─── Provided records ───

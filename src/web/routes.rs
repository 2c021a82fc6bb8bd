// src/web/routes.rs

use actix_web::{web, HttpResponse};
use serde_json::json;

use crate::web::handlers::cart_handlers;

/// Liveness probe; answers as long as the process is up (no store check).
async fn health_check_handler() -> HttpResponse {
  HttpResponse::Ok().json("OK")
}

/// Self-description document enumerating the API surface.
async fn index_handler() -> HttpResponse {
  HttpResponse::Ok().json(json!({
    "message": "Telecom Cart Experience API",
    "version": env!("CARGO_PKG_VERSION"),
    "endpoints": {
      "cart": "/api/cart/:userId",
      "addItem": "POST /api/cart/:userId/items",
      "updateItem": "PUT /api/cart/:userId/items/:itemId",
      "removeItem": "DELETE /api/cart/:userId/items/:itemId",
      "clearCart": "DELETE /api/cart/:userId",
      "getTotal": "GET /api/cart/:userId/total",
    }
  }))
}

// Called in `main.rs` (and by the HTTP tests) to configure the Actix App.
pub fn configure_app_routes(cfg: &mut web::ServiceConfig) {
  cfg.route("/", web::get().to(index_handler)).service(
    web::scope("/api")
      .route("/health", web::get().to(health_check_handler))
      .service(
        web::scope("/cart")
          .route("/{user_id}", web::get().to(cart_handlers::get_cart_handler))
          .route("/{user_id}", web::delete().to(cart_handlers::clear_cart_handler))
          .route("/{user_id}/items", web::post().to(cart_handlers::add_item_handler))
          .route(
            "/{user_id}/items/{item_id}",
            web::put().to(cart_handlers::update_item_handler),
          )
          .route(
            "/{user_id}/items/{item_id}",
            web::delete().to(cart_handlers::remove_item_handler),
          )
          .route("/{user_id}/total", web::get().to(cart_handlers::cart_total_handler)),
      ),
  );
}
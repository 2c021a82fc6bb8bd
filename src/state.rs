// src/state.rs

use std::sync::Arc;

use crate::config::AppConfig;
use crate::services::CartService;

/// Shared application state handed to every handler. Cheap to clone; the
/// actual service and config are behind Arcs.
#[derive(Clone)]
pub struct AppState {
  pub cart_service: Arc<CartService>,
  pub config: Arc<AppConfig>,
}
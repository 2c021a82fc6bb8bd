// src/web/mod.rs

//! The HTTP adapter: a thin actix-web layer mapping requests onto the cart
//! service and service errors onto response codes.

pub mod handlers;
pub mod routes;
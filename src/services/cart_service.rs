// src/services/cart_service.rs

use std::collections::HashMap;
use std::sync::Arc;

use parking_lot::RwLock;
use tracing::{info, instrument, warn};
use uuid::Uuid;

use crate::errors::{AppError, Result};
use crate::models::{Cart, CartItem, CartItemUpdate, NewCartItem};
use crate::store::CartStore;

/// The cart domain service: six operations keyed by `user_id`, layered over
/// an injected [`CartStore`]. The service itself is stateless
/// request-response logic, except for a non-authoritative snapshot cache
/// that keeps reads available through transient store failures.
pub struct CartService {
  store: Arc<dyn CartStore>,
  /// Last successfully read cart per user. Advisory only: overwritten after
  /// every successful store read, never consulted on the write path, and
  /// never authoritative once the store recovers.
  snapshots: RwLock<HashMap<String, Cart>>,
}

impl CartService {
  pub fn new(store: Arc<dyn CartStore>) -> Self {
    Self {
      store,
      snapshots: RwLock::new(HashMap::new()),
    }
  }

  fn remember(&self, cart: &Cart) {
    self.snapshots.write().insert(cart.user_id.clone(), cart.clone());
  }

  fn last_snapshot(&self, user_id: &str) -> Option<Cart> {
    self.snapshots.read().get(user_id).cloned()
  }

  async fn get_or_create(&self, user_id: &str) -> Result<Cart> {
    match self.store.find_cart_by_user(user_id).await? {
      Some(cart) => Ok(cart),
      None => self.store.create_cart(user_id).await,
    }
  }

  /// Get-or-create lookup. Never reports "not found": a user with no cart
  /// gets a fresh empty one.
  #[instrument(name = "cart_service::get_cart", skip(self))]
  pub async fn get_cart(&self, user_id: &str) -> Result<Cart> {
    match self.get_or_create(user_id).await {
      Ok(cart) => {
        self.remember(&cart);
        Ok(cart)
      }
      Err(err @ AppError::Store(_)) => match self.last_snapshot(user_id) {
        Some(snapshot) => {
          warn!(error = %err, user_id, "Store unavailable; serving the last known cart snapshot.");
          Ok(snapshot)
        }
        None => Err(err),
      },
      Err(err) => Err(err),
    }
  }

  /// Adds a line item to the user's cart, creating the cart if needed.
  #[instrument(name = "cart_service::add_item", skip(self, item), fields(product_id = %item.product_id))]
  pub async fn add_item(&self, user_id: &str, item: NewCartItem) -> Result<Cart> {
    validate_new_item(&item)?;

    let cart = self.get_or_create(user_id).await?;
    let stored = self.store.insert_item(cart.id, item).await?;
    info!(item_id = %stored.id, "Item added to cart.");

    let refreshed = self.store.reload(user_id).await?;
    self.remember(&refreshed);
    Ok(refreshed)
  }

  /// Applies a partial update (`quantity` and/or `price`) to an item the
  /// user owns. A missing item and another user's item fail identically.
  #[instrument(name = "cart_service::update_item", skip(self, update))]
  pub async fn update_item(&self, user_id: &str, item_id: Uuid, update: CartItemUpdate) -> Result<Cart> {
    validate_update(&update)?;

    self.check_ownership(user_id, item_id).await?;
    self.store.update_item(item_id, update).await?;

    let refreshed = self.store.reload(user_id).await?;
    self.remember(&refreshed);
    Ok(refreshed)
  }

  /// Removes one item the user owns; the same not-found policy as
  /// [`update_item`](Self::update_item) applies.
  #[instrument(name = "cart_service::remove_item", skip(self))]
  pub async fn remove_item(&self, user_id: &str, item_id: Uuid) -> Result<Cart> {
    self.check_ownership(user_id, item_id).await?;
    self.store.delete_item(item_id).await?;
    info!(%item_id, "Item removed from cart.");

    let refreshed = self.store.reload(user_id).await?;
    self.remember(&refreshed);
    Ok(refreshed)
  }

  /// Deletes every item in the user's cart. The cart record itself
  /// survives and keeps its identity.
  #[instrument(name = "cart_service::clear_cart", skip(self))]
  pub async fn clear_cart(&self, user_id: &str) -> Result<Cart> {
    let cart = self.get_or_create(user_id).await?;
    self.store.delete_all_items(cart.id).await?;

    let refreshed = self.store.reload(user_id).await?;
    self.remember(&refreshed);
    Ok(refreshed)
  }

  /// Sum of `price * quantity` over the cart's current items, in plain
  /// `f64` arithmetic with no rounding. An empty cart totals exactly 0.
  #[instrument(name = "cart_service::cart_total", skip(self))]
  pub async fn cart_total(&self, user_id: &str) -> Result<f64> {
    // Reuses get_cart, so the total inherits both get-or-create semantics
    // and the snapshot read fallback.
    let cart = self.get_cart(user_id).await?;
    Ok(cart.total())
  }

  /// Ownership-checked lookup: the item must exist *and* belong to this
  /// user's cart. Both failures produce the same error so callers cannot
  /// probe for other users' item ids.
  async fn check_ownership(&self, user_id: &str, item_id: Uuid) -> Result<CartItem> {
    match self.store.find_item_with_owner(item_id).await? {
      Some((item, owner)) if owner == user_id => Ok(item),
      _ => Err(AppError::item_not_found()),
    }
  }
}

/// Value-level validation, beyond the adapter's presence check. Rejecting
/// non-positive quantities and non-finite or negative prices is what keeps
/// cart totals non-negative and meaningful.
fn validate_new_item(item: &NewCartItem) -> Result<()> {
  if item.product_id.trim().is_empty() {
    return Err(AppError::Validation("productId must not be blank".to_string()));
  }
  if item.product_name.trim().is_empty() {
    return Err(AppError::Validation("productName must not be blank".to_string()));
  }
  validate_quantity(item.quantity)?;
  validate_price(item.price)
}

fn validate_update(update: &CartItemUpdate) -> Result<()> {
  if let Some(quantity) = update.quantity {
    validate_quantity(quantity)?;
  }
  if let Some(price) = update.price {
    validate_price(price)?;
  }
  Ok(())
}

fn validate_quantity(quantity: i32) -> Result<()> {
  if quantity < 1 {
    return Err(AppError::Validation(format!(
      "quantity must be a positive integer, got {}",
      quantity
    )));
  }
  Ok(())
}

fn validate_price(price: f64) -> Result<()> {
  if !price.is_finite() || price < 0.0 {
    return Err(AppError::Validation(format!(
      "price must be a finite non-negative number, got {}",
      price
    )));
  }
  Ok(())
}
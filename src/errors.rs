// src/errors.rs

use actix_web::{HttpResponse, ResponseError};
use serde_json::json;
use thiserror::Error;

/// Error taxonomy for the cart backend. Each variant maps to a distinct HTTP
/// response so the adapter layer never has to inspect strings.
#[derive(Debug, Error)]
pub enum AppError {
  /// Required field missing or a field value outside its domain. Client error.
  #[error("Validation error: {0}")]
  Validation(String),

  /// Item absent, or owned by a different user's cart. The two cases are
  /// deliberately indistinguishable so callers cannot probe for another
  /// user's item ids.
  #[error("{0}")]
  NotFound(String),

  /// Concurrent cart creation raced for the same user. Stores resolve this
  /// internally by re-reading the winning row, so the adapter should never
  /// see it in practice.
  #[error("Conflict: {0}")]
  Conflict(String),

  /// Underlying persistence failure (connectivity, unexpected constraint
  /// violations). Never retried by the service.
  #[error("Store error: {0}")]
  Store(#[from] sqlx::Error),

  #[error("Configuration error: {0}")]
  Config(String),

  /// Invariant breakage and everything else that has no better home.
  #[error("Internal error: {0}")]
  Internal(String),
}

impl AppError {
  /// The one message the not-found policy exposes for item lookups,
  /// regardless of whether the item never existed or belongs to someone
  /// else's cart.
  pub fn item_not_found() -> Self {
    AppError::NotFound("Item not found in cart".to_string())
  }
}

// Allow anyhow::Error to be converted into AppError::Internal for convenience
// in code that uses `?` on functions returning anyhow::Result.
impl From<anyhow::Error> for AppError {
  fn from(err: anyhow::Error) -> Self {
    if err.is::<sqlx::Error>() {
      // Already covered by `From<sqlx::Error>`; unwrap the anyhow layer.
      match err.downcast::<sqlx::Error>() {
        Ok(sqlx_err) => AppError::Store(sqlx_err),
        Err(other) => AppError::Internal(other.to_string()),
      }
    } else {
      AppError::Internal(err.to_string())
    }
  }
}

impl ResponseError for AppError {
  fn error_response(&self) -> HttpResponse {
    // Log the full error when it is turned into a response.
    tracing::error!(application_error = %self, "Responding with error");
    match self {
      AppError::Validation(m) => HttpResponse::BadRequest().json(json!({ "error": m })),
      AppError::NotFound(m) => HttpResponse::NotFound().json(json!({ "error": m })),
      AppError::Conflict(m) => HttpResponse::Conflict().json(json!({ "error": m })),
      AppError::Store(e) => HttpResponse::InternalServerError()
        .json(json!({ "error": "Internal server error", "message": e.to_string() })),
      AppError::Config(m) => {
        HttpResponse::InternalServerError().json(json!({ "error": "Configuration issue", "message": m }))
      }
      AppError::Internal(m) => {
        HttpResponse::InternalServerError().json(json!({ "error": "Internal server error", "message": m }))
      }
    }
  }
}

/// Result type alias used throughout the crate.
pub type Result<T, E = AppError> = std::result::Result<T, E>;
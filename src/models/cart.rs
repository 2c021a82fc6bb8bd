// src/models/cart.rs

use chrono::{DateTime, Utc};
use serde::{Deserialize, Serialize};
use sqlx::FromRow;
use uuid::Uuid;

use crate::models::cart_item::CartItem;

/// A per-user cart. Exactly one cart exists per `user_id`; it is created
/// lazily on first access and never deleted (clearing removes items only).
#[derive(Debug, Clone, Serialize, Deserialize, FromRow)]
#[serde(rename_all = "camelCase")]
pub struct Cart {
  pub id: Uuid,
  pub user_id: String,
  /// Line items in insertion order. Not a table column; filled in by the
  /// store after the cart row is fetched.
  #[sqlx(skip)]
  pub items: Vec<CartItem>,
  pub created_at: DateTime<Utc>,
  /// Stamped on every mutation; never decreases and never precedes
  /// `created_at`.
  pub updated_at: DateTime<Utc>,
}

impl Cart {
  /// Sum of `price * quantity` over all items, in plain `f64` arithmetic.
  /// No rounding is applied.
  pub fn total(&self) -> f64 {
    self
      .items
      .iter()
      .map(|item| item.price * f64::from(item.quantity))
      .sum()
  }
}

───

* **Task to complete**
Go through the data above and copy each line in which "FromRow" appears.

* **Response**
use sqlx::FromRow;
#[derive(Debug, Clone, Serialize, Deserialize, FromRow)]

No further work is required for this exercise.